Bear Rally Refuses To Die But Don’t Get Carried Away

In case it is not glaringly obvious to you, the bear rally is still alive. Fundamentals have taken a back seat as investors continue to buy into the recovery story.

The rationale goes like this – the stock market is a barometer for the future and investors buy stocks based on future earnings power. If there are indications the economy is about to turn the corner, it is wise to invest heavily six to nine months in advance.

For those sitting on the sidelines, the temptation is overpowering. On one hand, they have significant funds to deploy and are itching to get their hands on long-awaited profits (or at least to cover losses from 2008) but at the same time, grossly worried that the uptrend is about to reverse in a drastic manner.

Actually, throwing money back into the stock market and engaging in some momentum trading is fine provided there is an exit strategy. You have to check your greed, sell into the rally and apply stop-loss orders.

Bank of America reported first quarter results that eclipsed its achievements in the whole of 2008. Its champange performance was promptly offset by news that it was adding $6.4 billion to reserves for bad loans.

In view of the larger provision, investors should exercise greater caution going forward. Nevertheless, the bear rally refuses to die. For that, we have to salute Wall Street for engineering such a robust stock rally. Do not forget though, that in the same manner this logic-defying rally is created, the liquidity can exit in a flash if the big boys pull the stop.

Over the past weeks, financials have led the charge on Dow Jones and S&P 500 but in all honesty, toxic asets are still lurking in the dark corners and we have yet to experience the worst of bank losses. Right now, the bank sector is propped by some loose interpretation of accounting rules, government intervention, undisclosed banks stress test results, a possible return of uptick rule and calling back of shorts in brokerage accounts.

Toxic assets are set to get even more skunky if housing prices nosedive and more foreclosures ensue. There is little chance of the banks getting their house in order (excuse the pun) without stabilising the housing market. Whether you like it or not, home prices and mortgages are closely interwoven with the fate of financial institutions and US economy.

And to dampen the bear rally further, we have the “authoritative” bank analyst Meredith Whitney offering a discomfiting forecast of home prices falling another 30%. That will surely spell crippling losses ahead for US banks and mortgage lenders. I will not be surprised if the battleground is littered with more carcasses of large to mid-sized US banks before we see the light of day.

Meredith Whitney opined that “home prices cannot bottom while liquidity is still contracting from the economy.” She predicts that peak-to-trough home price declines will average 50% nationally before the US housing crisis ends.

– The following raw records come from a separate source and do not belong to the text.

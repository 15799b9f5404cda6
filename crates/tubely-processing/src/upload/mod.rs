//! Upload pipelines: authorize → stage → (probe → classify → remux) → publish.

mod authorize;
mod publish;
mod service;
mod thumbnail_pipeline;
mod video_pipeline;

#[cfg(test)]
pub(crate) mod test_support;

pub use authorize::AuthorizedUpload;
pub use publish::Publisher;
pub use service::{IngestService, IngestSettings};
use bytes::Bytes;
use futures::Stream;
use std::path::PathBuf;
use std::sync::Arc;
use tubely_core::models::{MediaKind, VideoRecord};
use tubely_core::validation::parse_media_type;
use tubely_core::AppError;
use tubely_storage::keys::video_key;

use super::authorize::AuthorizedUpload;
use super::publish::Publisher;
use crate::staging::stage;
use crate::video::{AspectRatio, GeometryProber, Remuxer};

pub(crate) struct VideoPipeline {
    pub(crate) prober: Arc<dyn GeometryProber>,
    pub(crate) remuxer: Arc<dyn Remuxer>,
    pub(crate) publisher: Publisher,
    pub(crate) scratch_dir: PathBuf,
    pub(crate) max_bytes: u64,
}

impl VideoPipeline {
    /// Stage, probe, classify, remux and publish one video.
    ///
    /// The staged and optimized files are owned by this call and removed on return,
    /// whatever the outcome.
    pub(crate) async fn run<S>(
        &self,
        upload: AuthorizedUpload,
        content_type: &str,
        body: S,
    ) -> Result<VideoRecord, AppError>
    where
        S: Stream<Item = Result<Bytes, AppError>> + Send,
    {
        let media_type = parse_media_type(content_type)?;
        let extension = MediaKind::Video.extension_for(&media_type)?;

        let staged = stage(body, extension, &self.scratch_dir, self.max_bytes).await?;

        let geometry = self.prober.probe_geometry(staged.path()).await?;
        let aspect = AspectRatio::from_geometry(geometry);
        let orientation = aspect.orientation();

        tracing::info!(
            video_id = %upload.video_id(),
            width = geometry.width,
            height = geometry.height,
            aspect_ratio = %aspect,
            orientation = %orientation,
            size_bytes = staged.size(),
            "Video classified"
        );

        let optimized = self.remuxer.remux(staged.path()).await?;
        let key = video_key(orientation, extension);

        self.publisher
            .publish(&upload, MediaKind::Video, &key, optimized.path(), &media_type)
            .await
    }
}
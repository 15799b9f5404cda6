//! Tubely Storage Library
//!
//! This crate provides the storage abstraction used to publish videos and thumbnails,
//! with implementations for S3 (through `object_store`) and the local assets directory.
//!
//! # Storage key format
//!
//! - **Videos**: `{orientation}/{random}.{ext}`
//! - **Thumbnails**: `{random}.{ext}`
//!
//! `{random}` is 32 bytes from a CSPRNG, URL-safe base64 without padding. Keys must not
//! contain `..` or a leading `/`. Key generation is centralized in the `keys` module.

pub mod factory;
pub mod keys;
#[cfg(feature = "storage-local")]
pub mod local;
#[cfg(feature = "storage-s3")]
pub mod s3;
pub mod traits;

// Re-export commonly used types
pub use factory::{create_storage, create_thumbnail_storage};
#[cfg(feature = "storage-local")]
pub use local::LocalStorage;
#[cfg(feature = "storage-s3")]
pub use s3::S3Storage;
pub use traits::{Storage, StorageError, StorageReader, StorageResult};
pub use tubely_core::StorageBackend;
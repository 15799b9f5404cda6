//! Route paths and auth constants.

/// Prefix of every authenticated route.
pub const API_PREFIX: &str = "/api";

/// Mount point of the local assets directory.
pub const ASSETS_ROUTE: &str = "/assets";

/// `iss` claim of access tokens accepted by the API.
pub const JWT_ISSUER: &str = "tubely-access";

/// Extra room on top of the file cap for multipart boundaries and part headers.
pub const MULTIPART_OVERHEAD_BYTES: u64 = 64 * 1024;
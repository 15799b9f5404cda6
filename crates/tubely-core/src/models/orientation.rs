use serde::{Deserialize, Serialize};
use std::fmt::{Display, Formatter, Result as FmtResult};

/// Coarse shape of a video, used as the first segment of its storage key.
#[derive(Debug, Clone, Copy, PartialEq, Eq, Hash, Serialize, Deserialize)]
#[serde(rename_all = "lowercase")]
pub enum Orientation {
    Landscape,
    Portrait,
    Other,
}

impl Orientation {
    /// Classify a reduced aspect ratio label such as `"16:9"`.
    ///
    /// This is a literal match: `"32:18"` is `Other` even though it is numerically 16:9.
    pub fn from_aspect_label(label: &str) -> Self {
        match label {
            "16:9" => Orientation::Landscape,
            "9:16" => Orientation::Portrait,
            _ => Orientation::Other,
        }
    }

    pub fn as_str(&self) -> &'static str {
        match self {
            Orientation::Landscape => "landscape",
            Orientation::Portrait => "portrait",
            Orientation::Other => "other",
        }
    }
}

impl Display for Orientation {
    fn fmt(&self, f: &mut Formatter<'_>) -> FmtResult {
        f.write_str(self.as_str())
    }
}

Whitney also believes that banks have not properly reserved against greater than expected losses in home prices. Her earnings forecasts for 2009 and 2010 are almost across the board lower than consensus. So, we can infer safely that the loss provision on BofA books is mild and its first quarter profits is an aberration.

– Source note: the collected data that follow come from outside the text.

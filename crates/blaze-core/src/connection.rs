//! Process-wide backend handle.
//!
//! A `Connection` starts empty and is initialized once, at application
//! start, with the collaborators the application uses. Gateways hold clones
//! and only ever read it.

use std::fmt;
use std::sync::{Arc, OnceLock};

use crate::error::{GatewayError, Result};
use crate::traits::{AuthProvider, BlobStore, RealtimeStore};

/// The set of collaborators behind a connection. Any of them may be missing;
/// operations that need a missing one fail with `NotInitialized`.
#[derive(Clone, Default)]
pub struct Backend {
    database: Option<Arc<dyn RealtimeStore>>,
    auth: Option<Arc<dyn AuthProvider>>,
    blobs: Option<Arc<dyn BlobStore>>,
}

impl Backend {
    pub fn new() -> Self {
        Self::default()
    }

    pub fn with_database(mut self, database: Arc<dyn RealtimeStore>) -> Self {
        self.database = Some(database);
        self
    }

    pub fn with_auth(mut self, auth: Arc<dyn AuthProvider>) -> Self {
        self.auth = Some(auth);
        self
    }

    pub fn with_blobs(mut self, blobs: Arc<dyn BlobStore>) -> Self {
        self.blobs = Some(blobs);
        self
    }
}

impl fmt::Debug for Backend {
    fn fmt(&self, f: &mut fmt::Formatter<'_>) -> fmt::Result {
        f.debug_struct("Backend")
            .field("database", &self.database.is_some())
            .field("auth", &self.auth.is_some())
            .field("blobs", &self.blobs.is_some())
            .finish()
    }
}

/// Shared, initialize-once handle to a [`Backend`].
#[derive(Clone, Default, Debug)]
pub struct Connection {
    backend: Arc<OnceLock<Backend>>,
}

impl Connection {
    /// An uninitialized connection.
    pub fn new() -> Self {
        Self::default()
    }

    /// A connection that is already initialized with `backend`.
    pub fn initialized(backend: Backend) -> Self {
        let connection = Self::new();
        // A fresh cell cannot already be set.
        let _ = connection.backend.set(backend);
        connection
    }

    /// Initialize the connection. Every clone sees the backend afterwards.
    ///
    /// Returns the backend back if the connection was already initialized.
    pub fn initialize(&self, backend: Backend) -> std::result::Result<(), Backend> {
        self.backend.set(backend)?;
        tracing::info!("Backend connection initialized");
        Ok(())
    }

    pub fn is_initialized(&self) -> bool {
        self.backend.get().is_some()
    }

    fn backend(&self) -> Result<&Backend> {
        self.backend.get().ok_or(GatewayError::NotInitialized {
            component: "backend",
        })
    }

    pub fn database(&self) -> Result<Arc<dyn RealtimeStore>> {
        self.backend()?
            .database
            .clone()
            .ok_or(GatewayError::NotInitialized {
                component: "realtime database",
            })
    }

    pub fn auth(&self) -> Result<Arc<dyn AuthProvider>> {
        self.backend()?
            .auth
            .clone()
            .ok_or(GatewayError::NotInitialized {
                component: "auth provider",
            })
    }

    pub fn blobs(&self) -> Result<Arc<dyn BlobStore>> {
        self.backend()?
            .blobs
            .clone()
            .ok_or(GatewayError::NotInitialized {
                component: "blob store",
            })
    }
}

#[cfg(test)]
mod tests {
    use super::*;
    use crate::memory::MemoryStore;

    #[test]
    fn test_uninitialized_connection() {
        let connection = Connection::new();
        assert!(!connection.is_initialized());
        assert!(matches!(
            connection.database(),
            Err(GatewayError::NotInitialized { .. })
        ));
        assert!(matches!(
            connection.auth(),
            Err(GatewayError::NotInitialized { .. })
        ));
    }

    #[test]
    fn test_initialize_is_visible_to_clones_and_happens_once() {
        let connection = Connection::new();
        let clone = connection.clone();

        let backend = Backend::new().with_database(Arc::new(MemoryStore::new()));
        connection.initialize(backend.clone()).unwrap();

        assert!(clone.is_initialized());
        assert!(clone.database().is_ok());
        assert!(connection.initialize(backend).is_err());
    }

    #[test]
    fn test_missing_collaborator_is_not_initialized() {
        let connection =
            Connection::initialized(Backend::new().with_database(Arc::new(MemoryStore::new())));

        match connection.blobs() {
            Err(GatewayError::NotInitialized { component }) => {
                assert_eq!(component, "blob store")
            }
            other => panic!("expected NotInitialized, got {:?}", other.map(|_| ())),
        }
    }
}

To be sure, subprime crisis is going to pale in comparison to the next avalanche of losses from “good” loans which constitutes a much bigger percentage of banks’ loan portfolios. Banks will be forced to set aside more cash and subsequently cut into earnings. Already, prime mortgages delinquent over 60 days more than doubled in 4Q2008 to 2.4%, when compared to the first quarter 2008.

Commercial real estate losses are also a big concern, to the tune of an estimated $250 billion. General Growth, the second-largest mall owner in America, is a high profile casualty (in fact, the biggest real-estate failure in U.S. history) but it won’t be the last. Credit card losses are also mounting and could hit new highs in 2009. Capital One Financial just reported a loss of $112 million in the first quarter from defaults on credit card loans. Nobody can say for certain the impact of a full blown credit crisis on the viability of banks.

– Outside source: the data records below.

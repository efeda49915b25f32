use blaze_api::{AuthError, StoreError};

pub type Result<T> = std::result::Result<T, GatewayError>;

/// Failure of a gateway operation.
///
/// Callers branch on the kind: a missing backend, a request rejected before
/// anything was sent, an unrecognized action, or a failure reported by a
/// collaborator (kept verbatim as the source).
#[derive(Debug, thiserror::Error)]
pub enum GatewayError {
    #[error("Backend not initialized: no {component} configured")]
    NotInitialized { component: &'static str },

    #[error("Validation failed: {message}")]
    Validation { message: String },

    #[error("Unsupported action: {action}")]
    UnsupportedAction { action: String },

    #[error("Backing store rejected {operation} at '{path}': {source}")]
    BackingStore {
        operation: &'static str,
        path: String,
        #[source]
        source: StoreError,
    },

    #[error("Authentication failed: {0}")]
    Auth(#[from] AuthError),
}

impl GatewayError {
    pub fn validation(message: impl Into<String>) -> Self {
        GatewayError::Validation {
            message: message.into(),
        }
    }

    pub(crate) fn store(operation: &'static str, path: &str, source: StoreError) -> Self {
        GatewayError::BackingStore {
            operation,
            path: path.to_string(),
            source,
        }
    }

    pub fn is_not_initialized(&self) -> bool {
        matches!(self, GatewayError::NotInitialized { .. })
    }

    pub fn is_validation(&self) -> bool {
        matches!(self, GatewayError::Validation { .. })
    }

    pub fn is_unsupported_action(&self) -> bool {
        matches!(self, GatewayError::UnsupportedAction { .. })
    }

    /// The collaborator error, for backing-store failures.
    pub fn store_error(&self) -> Option<&StoreError> {
        match self {
            GatewayError::BackingStore { source, .. } => Some(source),
            _ => None,
        }
    }

    /// The provider error, for credential-flow failures.
    pub fn auth_error(&self) -> Option<&AuthError> {
        match self {
            GatewayError::Auth(err) => Some(err),
            _ => None,
        }
    }
}
mod backend;

use std::sync::Arc;
use std::time::Duration;

use anyhow::{bail, Context, Result};
use blaze_core::{
    AuthAction, AuthOutcome, BlobGateway, CredentialGateway, DispatchOutcome, ErrorCallback,
    RawMutationRequest, SanitizingMutationGateway, StoreError, UploadRequest, Value, ValueCallback,
};
use blaze_rest::ProjectConfig;
use tracing::info;
use tracing_subscriber::{fmt, layer::SubscriberExt, util::SubscriberInitExt, EnvFilter};

use backend::{connect, Origin};

const USAGE: &str = "\
Usage: blaze-playground [--memory] <command>

Commands:
  demo                        Walk through every mutation against the in-memory backend
  mutate <json>               Run {\"path\", \"action\", \"data\", \"actionBy\"}
  auth <json>                 Run {\"action\": \"login\" | \"signup\" | \"logout\" | \"changePassword\", ...}
  upload <path> <file>        Upload a file to the blob store and list its folder
  convert-config <file>       Print a console config snippet as .env lines

Remote collaborators are used when NEXT_PUBLIC_FIREBASE_* / FIREBASE_* are set,
unless --memory is given.";

#[tokio::main]
async fn main() -> Result<()> {
    // Default to INFO level, can be overridden with RUST_LOG env var
    let filter = EnvFilter::try_from_default_env().unwrap_or_else(|_| EnvFilter::new("info"));
    tracing_subscriber::registry()
        .with(filter)
        .with(fmt::layer().with_writer(std::io::stderr))
        .init();

    let mut memory_only = false;
    let mut positional = Vec::new();
    for arg in std::env::args().skip(1) {
        match arg.as_str() {
            "--memory" | "-m" => memory_only = true,
            "--help" | "-h" => {
                println!("{USAGE}");
                return Ok(());
            }
            _ => positional.push(arg),
        }
    }

    let command = positional.first().map(String::as_str).unwrap_or("demo");
    let args = positional.get(1..).unwrap_or_default();

    match (command, args) {
        ("demo", _) => demo().await,
        ("mutate", [json]) => mutate(json, memory_only).await,
        ("auth", [json]) => auth(json, memory_only).await,
        ("upload", [path, file]) => upload(path, file, memory_only).await,
        ("convert-config", [file]) => convert_config(file),
        _ => bail!("{USAGE}"),
    }
}

fn print_value(label: &str, value: &Value) {
    println!("{label}: {}", value.to_json_string());
}

fn print_changes(path: &str) -> ValueCallback {
    let label = format!("onValue {path}");
    Arc::new(move |value: Value| print_value(&label, &value))
}

fn print_errors(path: &str) -> ErrorCallback {
    let path = path.to_string();
    Arc::new(move |err: StoreError| eprintln!("onValue {path} failed: {err}"))
}

async fn demo() -> Result<()> {
    let (connection, _) = connect(true)?;
    let gateway = SanitizingMutationGateway::new(connection);

    let subscription = gateway
        .subscribe("users", print_changes("users"), Some(print_errors("users")))
        .await?;

    gateway
        .create(
            "users/ann",
            Value::object([
                ("name", Value::from("Ann")),
                ("nickname", Value::Absent),
                ("tags", Value::Array(vec![Value::from("admin"), Value::Absent])),
            ]),
            Some("playground"),
        )
        .await?;
    gateway
        .update(
            "users/ann",
            Value::object([("name", Value::from("Ann B.")), ("age", Value::Absent)]),
            Some("playground"),
        )
        .await?;

    let key = gateway
        .create_with_id("users", Value::object([("name", Value::from("Bob"))]), None)
        .await?;
    println!("createWithId: {key}");

    print_value("get users", &gateway.get("users").await?);

    gateway.delete(&format!("users/{key}")).await?;
    tokio::time::sleep(Duration::from_millis(50)).await;
    subscription.unsubscribe();
    Ok(())
}

async fn mutate(json: &str, memory_only: bool) -> Result<()> {
    let raw: RawMutationRequest =
        serde_json::from_str(json).context("mutation must be a JSON object")?;
    let (connection, origin) = connect(memory_only)?;
    let gateway = SanitizingMutationGateway::new(connection);

    let path = raw.path.clone();
    let outcome = gateway.dispatch_raw(raw, Some(print_changes(&path))).await?;

    match outcome {
        DispatchOutcome::Ack => println!("ok"),
        DispatchOutcome::GeneratedKey(key) => println!("key: {key}"),
        DispatchOutcome::Value(value) => print_value(&path, &value),
        DispatchOutcome::Subscription(handle) => {
            if origin == Origin::Memory {
                // Nothing else writes to a fresh in-memory store.
                tokio::time::sleep(Duration::from_millis(50)).await;
                handle.unsubscribe();
                return Ok(());
            }
            info!("Listening to '{}', press Ctrl-C to stop", handle.path());
            tokio::signal::ctrl_c().await?;
            handle.unsubscribe();
        }
    }
    Ok(())
}

async fn auth(json: &str, memory_only: bool) -> Result<()> {
    let action: AuthAction =
        serde_json::from_str(json).context("auth request must be a JSON object")?;
    let (connection, _) = connect(memory_only)?;
    let gateway = CredentialGateway::new(connection);

    match gateway.execute(action).await? {
        AuthOutcome::Credential(credential) => {
            println!("{}", serde_json::to_string_pretty(&credential)?)
        }
        AuthOutcome::Done => println!("ok"),
    }
    Ok(())
}

async fn upload(path: &str, file: &str, memory_only: bool) -> Result<()> {
    let bytes = std::fs::read(file).with_context(|| format!("Failed to read {file}"))?;
    let (connection, _) = connect(memory_only)?;
    let gateway = BlobGateway::new(connection);

    let request = UploadRequest::new(path, bytes)
        .content_type("application/octet-stream")
        .by("playground");
    let result = gateway
        .upload(
            request,
            Some(Arc::new(|percent: f64| eprintln!("upload {percent:.0}%"))),
        )
        .await?;
    println!("{}", serde_json::to_string_pretty(&result)?);

    let folder = path.rsplit_once('/').map(|(folder, _)| folder).unwrap_or("");
    for listing in gateway.list(folder).await? {
        println!("{}", serde_json::to_string(&listing)?);
    }
    Ok(())
}

fn convert_config(file: &str) -> Result<()> {
    let snippet = std::fs::read_to_string(file).with_context(|| format!("Failed to read {file}"))?;
    let config = ProjectConfig::from_config_snippet(&snippet);
    if config.api_key.is_none() {
        bail!("No apiKey found in {file}");
    }
    println!("{}", config.to_env_file());
    Ok(())
}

There is a strong likelihood of many highly leveraged financial instruments going awry in the coming months. The key priority for banks now should be to build up their loss reserves, since they stand at the apex of losses when their borrowers lose credit worthiness and default. If the banks cannot remain as a going concern, they have to go into liquidation. There is no two ways about it.

I mean, any normal business will be forced to do that by their creditors. Banks have shown no compunction in inflicting pain on business owners but they have been applying a double standard to their own state of affairs.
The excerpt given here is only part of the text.